Вернулась такой, что будто счастливее ее нет человека на свете. Объясняет:
— Тут у немцев швейная мастерская была, мы с Мингали Валиевичем кое-какие трофеи утаили.
Сжимает в руке что-то, хитренько щурится, говорит Мамонову:
— Отгадайте загадку: «Маленька, синенька, всему свету миленька».
Дойдя в рассказе до этого места, Мамонов повеселел, заново пережил благодарное чувство к Машеньке.
— Не знаю, как всему свету, подумал я тогда, но жене моей иголка будет так миленька, что ни в сказке сказать, ни пером описать… Подает Машенька пакетик, а в нем иголок этих… Поперли из меня слезы — на вожжах не удержишь… Стал думать, как переслать подарок домой, — духом пал. Вот они, махонькие, синенькие, а дальше что? В письме, что ли? Письма-то, где надо, вскрывают, читают, вычеркивают, что не положено. А иголки разве положено? Нет, конечно, враз вычеркнут, не улежат в письме иголки. Машенька выслушала меня, нахмурилась. Говорит мне строго: «Что вы, ранбольной, разве в цензуре нелюди сидят? Пишите письмо, я документ приложу, никто наши иголки не тронет». Написала документ, я вам скажу, всем документам документ: «Товарищи из цензуры, сделайте, чтобы драгоценный подарок дошел до семьи отважного воина Мамонова, пролившего кровь в бою с немецко-фашистскими захватчиками». И подписалась: «Медсестра Маша». Козонком указательного пальца Мамонов убрал слезу из глазницы, растроганно потряс письмом: — Вот оно, важное сообщение от Мани! Все равно как Совинформбюро. До одной иголки в целости и сохранности. Спрашивает моя милая женушка, можно ли бабам, у коих детишки, по иголке отдать? Как не можно! Сегодня же напишу, чтобы в каждую избу по иголке.
Внимательно слушавшему лейтенанту Гончарову рассказ Мамонова навеял что-то, и он, покачивая укороченной рукой, улыбаясь Мамонову, шутливо продекламировал: «Есть женщины в русских селеньях…»
Мамонов слушал и думал: «Чего лейтенант ухмыляется? Все тут как о Мане моей, в стихах этих» — и старался запомнить стихи: «…в беде не сробеет, спасет; коня на скаку остановит, в горящую избу взойдет…» Хорошо бы потом их в письме написать, сам-то так задушевно и складно ввек не скажешь.
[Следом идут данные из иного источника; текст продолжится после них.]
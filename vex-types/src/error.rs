//! Structured type-system errors (spec.md §7's kind/type error kinds).

use thiserror::Error;

#[derive(Debug, Clone, PartialEq, Error)]
pub enum TypeError {
    #[error("mismatched types: expected `{expected}`, found `{found}`")]
    Mismatch { expected: String, found: String },

    #[error("infinite type: `{var}` occurs in `{ty}`")]
    Occurs { var: String, ty: String },

    #[error("arity mismatch: expected {expected} arguments, found {found}")]
    Arity { expected: usize, found: usize },

    #[error("missing field `{field}` in record type `{ty}`")]
    MissingField { field: String, ty: String },

    #[error("kind mismatch: expected `{expected}`, found `{found}`")]
    KindMismatch { expected: String, found: String },

    #[error("`{ty}` does not satisfy the `{trait_name}` constraint")]
    UnsatisfiedConstraint { ty: String, trait_name: String },

    #[error("ambiguous instance for `{trait_name}` on `{ty}`")]
    AmbiguousInstance { ty: String, trait_name: String },
}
Тут вошла в палату Юрате, за ненадобностью в операционной работавшая теперь подсобницей на кухне Она поздоровалась, нерешительно приблизилась к Гончарову, с которым познакомилась недавно, сделала робкий книксен. Гончаров растроганно и ласково улыбнулся, взял ее руку и приложился губами. Боря Басаргин презрительно фыркнул и утратил часть уважения к Владимиру Петровичу. Тоже мне… Ладно, эта белобрысая — литовка, при буржуях научилась, а лейтенант-то что? Ну и кино…
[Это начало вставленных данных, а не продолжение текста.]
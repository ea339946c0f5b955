// LSP Semantic Tokens for advanced syntax highlighting

use tower_lsp::lsp_types::*;

use super::VexBackend;

impl VexBackend {
    pub async fn semantic_tokens_full(
        &self,
        params: SemanticTokensParams,
    ) -> tower_lsp::jsonrpc::Result<Option<SemanticTokensResult>> {
        let uri = params.text_document.uri.to_string();

        // Get document text
        let text = match self.documents.get(&uri) {
            Some(doc) => doc.clone(),
            None => return Ok(None),
        };

        // Get AST for semantic analysis
        let ast = match self.ast_cache.get(&uri) {
            Some(ast) => ast.clone(),
            None => return Ok(None),
        };

        // Generate semantic tokens
        let mut tokens = Vec::new();
        self.generate_semantic_tokens(&ast, &text, &mut tokens);

        Ok(Some(SemanticTokensResult::Tokens(SemanticTokens {
            result_id: None,
            data: tokens,
        })))
    }

    fn generate_semantic_tokens(
        &self,
        ast: &vex_ast::Program,
        source: &str,
        tokens: &mut Vec<SemanticToken>,
    ) {
        // Process each item in the AST
        for item in &ast.items {
            match item {
                vex_ast::Item::Function(func) => {
                    self.add_function_tokens(func, source, tokens);
                }
                vex_ast::Item::Struct(s) => {
                    self.add_struct_tokens(s, source, tokens);
                }
                vex_ast::Item::Enum(e) => {
                    self.add_enum_tokens(e, source, tokens);
                }
                vex_ast::Item::Const(c) => {
                    self.add_const_tokens(c, source, tokens);
                }
                vex_ast::Item::Contract(c) => {
                    self.add_trait_tokens(c, source, tokens);
                }
                vex_ast::Item::TraitImpl(impl_block) => {
                    self.add_trait_impl_tokens(impl_block, source, tokens);
                }
                vex_ast::Item::TypeAlias(alias) => {
                    self.add_type_alias_tokens(alias, source, tokens);
                }
                vex_ast::Item::Export(export) => {
                    self.add_export_tokens(export, source, tokens);
                }
                vex_ast::Item::Policy(_) => {
                    // TODO: Add policy token handling
                }
                vex_ast::Item::ExternBlock(_) => {
                    // TODO: Add extern block token handling
                }
            }
        }
    }

    fn add_function_tokens(
        &self,
        func: &vex_ast::Function,
        source: &str,
        tokens: &mut Vec<SemanticToken>,
    ) {
        // Function name
        if let Some(range) = self.find_token_range(source, &func.name) {
            tokens.push(SemanticToken {
                delta_line: range.start.line as u32,
                delta_start: range.start.character as u32,
                length: (range.end.character - range.start.character) as u32,
                token_type: self.token_type_to_index(SemanticTokenType::FUNCTION),
                token_modifiers_bitset: self
                    .token_modifiers_to_bitset(&[SemanticTokenModifier::DECLARATION]),
            });
        }

        // Parameters
        for param in &func.params {
            if let Some(range) = self.find_token_range(source, &param.name) {
                tokens.push(SemanticToken {
                    delta_line: range.start.line as u32,
                    delta_start: range.start.character as u32,
                    length: (range.end.character - range.start.character) as u32,
                    token_type: self.token_type_to_index(SemanticTokenType::PARAMETER),
                    token_modifiers_bitset: self
                        .token_modifiers_to_bitset(&[SemanticTokenModifier::DECLARATION]),
                });
            }
        }
    }

    fn add_struct_tokens(
        &self,
        s: &vex_ast::Struct,
        source: &str,
        tokens: &mut Vec<SemanticToken>,
    ) {
        // Struct name
        if let Some(range) = self.find_token_range(source, &s.name) {
            tokens.push(SemanticToken {
                delta_line: range.start.line as u32,
                delta_start: range.start.character as u32,
                length: (range.end.character - range.start.character) as u32,
                token_type: self.token_type_to_index(SemanticTokenType::STRUCT),
                token_modifiers_bitset: self
                    .token_modifiers_to_bitset(&[SemanticTokenModifier::DECLARATION]),
            });
        }

        // Fields
        for field in &s.fields {
            if let Some(range) = self.find_token_range(source, &field.name) {
                tokens.push(SemanticToken {
                    delta_line: range.start.line as u32,
                    delta_start: range.start.character as u32,
                    length: (range.end.character - range.start.character) as u32,
                    token_type: self.token_type_to_index(SemanticTokenType::PROPERTY),
                    token_modifiers_bitset: self
                        .token_modifiers_to_bitset(&[SemanticTokenModifier::DECLARATION]),
                });
            }
        }
    }

    fn add_enum_tokens(&self, e: &vex_ast::Enum, source: &str, tokens: &mut Vec<SemanticToken>) {
        // Enum name
        if let Some(range) = self.find_token_range(source, &e.name) {
            tokens.push(SemanticToken {
                delta_line: range.start.line as u32,
                delta_start: range.start.character as u32,
                length: (range.end.character - range.start.character) as u32,
                token_type: self.token_type_to_index(SemanticTokenType::ENUM),
                token_modifiers_bitset: self
                    .token_modifiers_to_bitset(&[SemanticTokenModifier::DECLARATION]),
            });
        }

        // Variants
        for variant in &e.variants {
            if let Some(range) = self.find_token_range(source, &variant.name) {
                tokens.push(SemanticToken {
                    delta_line: range.start.line as u32,
                    delta_start: range.start.character as u32,
                    length: (range.end.character - range.start.character) as u32,
                    token_type: self.token_type_to_index(SemanticTokenType::ENUM_MEMBER),
                    token_modifiers_bitset: self
                        .token_modifiers_to_bitset(&[SemanticTokenModifier::DECLARATION]),
                });
            }
        }
    }

    fn add_const_tokens(&self, c: &vex_ast::Const, source: &str, tokens: &mut Vec<SemanticToken>) {
        // Const name
        if let Some(range) = self.find_token_range(source, &c.name) {
            tokens.push(SemanticToken {
                delta_line: range.start.line as u32,
                delta_start: range.start.character as u32,
                length: (range.end.character - range.start.character) as u32,
                token_type: self.token_type_to_index(SemanticTokenType::VARIABLE),
                token_modifiers_bitset: self.token_modifiers_to_bitset(&[
                    SemanticTokenModifier::DECLARATION,
                    SemanticTokenModifier::READONLY,
                ]),
            });
        }
    }

    fn add_trait_tokens(&self, t: &vex_ast::Trait, source: &str, tokens: &mut Vec<SemanticToken>) {
        // Trait name
        if let Some(range) = self.find_token_range(source, &t.name) {
            tokens.push(SemanticToken {
                delta_line: range.start.line as u32,
                delta_start: range.start.character as u32,
                length: (range.end.character - range.start.character) as u32,
                token_type: self.token_type_to_index(SemanticTokenType::INTERFACE),
                token_modifiers_bitset: self
                    .token_modifiers_to_bitset(&[SemanticTokenModifier::DECLARATION]),
            });
        }

        // Trait methods
        for method in &t.methods {
            if let Some(range) = self.find_token_range(source, &method.name) {
                tokens.push(SemanticToken {
                    delta_line: range.start.line as u32,
                    delta_start: range.start.character as u32,
                    length: (range.end.character - range.start.character) as u32,
                    token_type: self.token_type_to_index(SemanticTokenType::METHOD),
                    token_modifiers_bitset: self
                        .token_modifiers_to_bitset(&[SemanticTokenModifier::DECLARATION]),
                });
            }
        }
    }

    fn add_trait_impl_tokens(
        &self,
        _impl_block: &vex_ast::TraitImpl,
        _source: &str,
        _tokens: &mut Vec<SemanticToken>,
    ) {
        // TODO: Implement trait impl block semantic tokens
    }

    fn add_import_tokens(
        &self,
        _import: &vex_ast::Import,
        _source: &str,
        _tokens: &mut Vec<SemanticToken>,
    ) {
        // TODO: Implement import semantic tokens
    }

    fn add_type_alias_tokens(
        &self,
        _alias: &vex_ast::TypeAlias,
        _source: &str,
        _tokens: &mut Vec<SemanticToken>,
    ) {
        // TODO: Implement type alias semantic tokens
    }

    fn add_export_tokens(
        &self,
        _export: &vex_ast::Export,
        _source: &str,
        _tokens: &mut Vec<SemanticToken>,
    ) {
        // TODO: Implement export semantic tokens
    }

    fn find_token_range(&self, source: &str, token: &str) -> Option<Range> {
        // Simple token range finder - finds first occurrence
        let lines: Vec<&str> = source.lines().collect();
        for (line_idx, line) in lines.iter().enumerate() {
            if let Some(char_idx) = line.find(token) {
                return Some(Range {
                    start: Position {
                        line: line_idx as u32,
                        character: char_idx as u32,
                    },
                    end: Position {
                        line: line_idx as u32,
                        character: (char_idx + token.len()) as u32,
                    },
                });
            }
        }
        None
    }

    fn token_type_to_index(&self, token_type: SemanticTokenType) -> u32 {
        // Use string comparison instead of pattern matching on constants
        if token_type == SemanticTokenType::NAMESPACE {
            0
        } else if token_type == SemanticTokenType::TYPE {
            1
        } else if token_type == SemanticTokenType::CLASS {
            2
        } else if token_type == SemanticTokenType::ENUM {
            3
        } else if token_type == SemanticTokenType::INTERFACE {
            4
        } else if token_type == SemanticTokenType::STRUCT {
            5
        } else if token_type == SemanticTokenType::TYPE_PARAMETER {
            6
        } else if token_type == SemanticTokenType::PARAMETER {
            7
        } else if token_type == SemanticTokenType::VARIABLE {
            8
        } else if token_type == SemanticTokenType::PROPERTY {
            9
        } else if token_type == SemanticTokenType::ENUM_MEMBER {
            10
        } else if token_type == SemanticTokenType::EVENT {
            11
        } else if token_type == SemanticTokenType::FUNCTION {
            12
        } else if token_type == SemanticTokenType::METHOD {
            13
        } else if token_type == SemanticTokenType::MACRO {
            14
        } else if token_type == SemanticTokenType::KEYWORD {
            15
        } else if token_type == SemanticTokenType::MODIFIER {
            16
        } else if token_type == SemanticTokenType::COMMENT {
            17
        } else if token_type == SemanticTokenType::STRING {
            18
        } else if token_type == SemanticTokenType::NUMBER {
            19
        } else if token_type == SemanticTokenType::REGEXP {
            20
        } else if token_type == SemanticTokenType::OPERATOR {
            21
        } else {
            0 // Default to namespace
        }
    }

    fn token_modifiers_to_bitset(&self, modifiers: &[SemanticTokenModifier]) -> u32 {
        let mut bitset = 0u32;
        for modifier in modifiers {
            let bit = if *modifier == SemanticTokenModifier::DECLARATION {
                0
            } else if *modifier == SemanticTokenModifier::DEFINITION {
                1
            } else if *modifier == SemanticTokenModifier::READONLY {
                2
            } else if *modifier == SemanticTokenModifier::STATIC {
                3
            } else if *modifier == SemanticTokenModifier::DEPRECATED {
                4
            } else if *modifier == SemanticTokenModifier::ABSTRACT {
                5
            } else if *modifier == SemanticTokenModifier::ASYNC {
                6
            } else if *modifier == SemanticTokenModifier::MODIFICATION {
                7
            } else if *modifier == SemanticTokenModifier::DOCUMENTATION {
                8
            } else if *modifier == SemanticTokenModifier::DEFAULT_LIBRARY {
                9
            } else {
                continue;
            };
            bitset |= 1 << bit;
        }
        bitset
    }
}

#[cfg(test)]
mod tests {
    use super::*;

    #[test]
    fn test_semantic_tokens_basic() {
        // Test that semantic token types are properly defined
        assert_eq!(SemanticTokenType::FUNCTION.as_str(), "function");
        assert_eq!(SemanticTokenType::STRUCT.as_str(), "struct");
        assert_eq!(SemanticTokenType::TYPE.as_str(), "type");

        // Test that semantic token modifiers are properly defined
        assert_eq!(SemanticTokenModifier::DECLARATION.as_str(), "declaration");
        assert_eq!(SemanticTokenModifier::DEFINITION.as_str(), "definition");
    }
}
Юрате повернулась к кроватям выздоравливающих, произнесла заранее приготовленную фразу:
— Товарищи ранбольные, за ужином пожалуйте.
Мамонов быстро поднялся, но младший лейтенант Якухин удержал его:
— Сиди, переваривай радость. С Краснопеевым сходим, а то у него от безделья скоро кожа на ряшке лопнет.
Краснопеев рассмеялся. Было все наоборот: щеки, как спелая репка, — у Якухина, а у него, Краснопеева, — как у турнепса прошлогоднего урожая. Чему тут лопаться!
Поплелся за ним и было задремавший Россоха — четвертый кандидат на выписку. Поплелся, потому что знал — ужин придется нести еще на две соседние палаты.
Не на всех кроватях прислушивались к рассказу старшего сержанта Мамонова. Сосед Смыслова лежал безучастно, с закрытыми глазами Кровать для его роста была только-только О былом атлетизме и кипящей силе тела можно лишь догадываться. Усохший до костей, с курчаво отрастающими, как после тифа, и густо поседевшими волосами, он все же не выглядел старше своих лет. Выглядел на свои двадцать два. Ну, кто-то, не присмотревшись, может, и набавит годков пять, но не больше.
В тяжкой огражденности от всего — это заметил Смыслов — он был и вчера. Был угнетенно-недвижным и позавчера, когда Смыслова не было здесь, и он не мог этого видеть. Глухим и немым казался и третьего дня. Другие видели, другие обращали внимание на его отчужденность — и в том полевом госпитале, куда сразу доставили, и в этом; видели и находили тому вроде бы единственно верное объяснение — тяжелый.